It is undisputed that the agency could have enacted a separate rule which would have limited the reclassification to raw bulk milk, but it did not do so. Instead, it made an interpretation of its own regulation, which is contradictory. Indeed, the Department’s own practices show its own interpretation has not been applied consistently. Bottled milk which is returned from the grocers’ shelves is and always has been reclassified. Yet this is not raw bulk milk.

The Department urges that its interpretation of the regulation is reasonable because:

“* * The term “use” or “used” * * * is not required to be read as one of literalness or consumptive ultimacy, but it is entitled to be given a practical regulatory significance in relation to handlers’ processes and the effect of their mode of doing business upon the market problem.’ Bailey Farm Dairy Co. v. Anderson, 157 F.2d 87, 94, (8th Cir. 1946).’’

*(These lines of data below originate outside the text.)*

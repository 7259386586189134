//! Background processes for the notification outbox.
//!
//! The binary wires a [`scheduler::OutboxScheduler`] to PostgreSQL and the
//! configured push gateway; the library form lets tests drive it against
//! the in-memory store.

pub mod scheduler;

pub use scheduler::OutboxScheduler;
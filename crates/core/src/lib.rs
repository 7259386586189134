//! Domain building blocks for the Tasflou task tracker.
//!
//! This crate has zero internal dependencies so the repository layer, the
//! notification outbox, the HTTP API and the worker can all share it.

pub mod auth;
pub mod error;
pub mod notification;
pub mod positioning;
pub mod push;
pub mod quiet_hours;
pub mod task;
pub mod templates;
pub mod types;
use axum::routing::{delete, get, post};
use axum::Router;

use crate::handlers::notifications;
use crate::state::AppState;

/// Notification routes mounted at `/notifications`.
///
/// ```text
/// GET    /                  -> list_notifications
/// GET    /unread-count      -> unread_count
/// POST   /{id}/read         -> mark_read
/// POST   /devices           -> register_device
/// DELETE /devices/{token}   -> unregister_device
/// ```
pub fn router() -> Router<AppState> {
    Router::new()
        .route("/", get(notifications::list_notifications))
        .route("/unread-count", get(notifications::unread_count))
        .route("/{id}/read", post(notifications::mark_read))
        .route("/devices", post(notifications::register_device))
        .route("/devices/{token}", delete(notifications::unregister_device))
}
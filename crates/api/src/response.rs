//! Shared response envelope types for API handlers.
//!
//! Resource responses use a `{ "data": ... }` envelope. The auth endpoints
//! are the exception and return their token payload bare.

use serde::Serialize;

/// Standard `{ "data": T }` response envelope.
///
/// ```ignore
/// Ok(Json(DataResponse { data: task }))
/// ```
#[derive(Debug, Serialize)]
pub struct DataResponse<T: Serialize> {
    pub data: T,
}
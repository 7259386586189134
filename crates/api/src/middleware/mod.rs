//! Request extractors.
//!
//! - [`auth::AuthUser`] -- resolves a Bearer token to the local user.

pub mod auth;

The sentence left out by the ellipses in the defendant’s quotation from this case negates much of its own argument. The sentence which belongs there is:

“It is the handler’s actual utilization of milk that controls the operation of the formula.” 157 F2d at 94.

We hold that the Department’s interpretation and practice is inconsistent with the plain meaning-of the regulation and cannot be upheld.

We are not unmindful that an agency’s discretion in interpreting its own regulations must be given great weight; however, the Department’s interpretation is “only one input in the interpretational equation.” Zuber v. Allen, 396 US 168, 24 L Ed 2d 345, 90 S Ct 314 (1969), and the administrative interpretation is not controlling if it is plainly erroneous and inconsistent with the regulation. Thorpe v. Housing Authority, 393 US 268, 89 S Ct 518, 21 L Ed 2d 474 (1969).

Reversed with instructions to the trial court to enter judgment in accordance with this opinion. Petitioner is entitled to costs, disbursements and reasonable attorney’s fees pursuant to ORS 583.146.

THORNTON, J.,

dissenting.

Analyzing as a whole the Oregon Milk Audit and Stabilization Law and the regulations adopted by the State Department of Agriculture to implement that law, it appears the entire price classification scheme is based on the initial usage to which the handler places the raw bulk milk. Once the handler commits the raw bulk milk to a particular use (class 1, 2 or 3), that use is conclusive, with one exception hereinafter discussed.

ORS 583.007 (l)(b) provides:

“ ‘Class 2 milk’ includes * * * Grade A * * * milk * * * used or sold to others for ultimate use in the manufacture of cottage cheese * * (Emphasis supplied.)

Oregon Administrative Rules ch 603, § 66-030 (2) (a) (8-15-67), provides:

“(2) Class 2 milk shall be all milk or butterfat:
“ (a) used or sold for use in the manufacture of:
“(A) all types of cottage cheese;
“* * * * (Emphasis supplied.)

Plaintiff corporation committed a certain volume of skim milk to the manufacture of cottage cheese, a class 2 utilization under the Oregon law and departmental regulations. It now contends that it should be allowed a reclassification (and a refund) for the whey which results from the manufacturing process, plus a refund for the unused cottage cheese returned from the grocers’ shelves, both of which then had to be used for animal feed or dumped. I do not believe that these subsequent events constituted a recommitment by the handler of the original skim milk to a new utilization within the meaning of the exception in OAR 603-66-030 (4)(b).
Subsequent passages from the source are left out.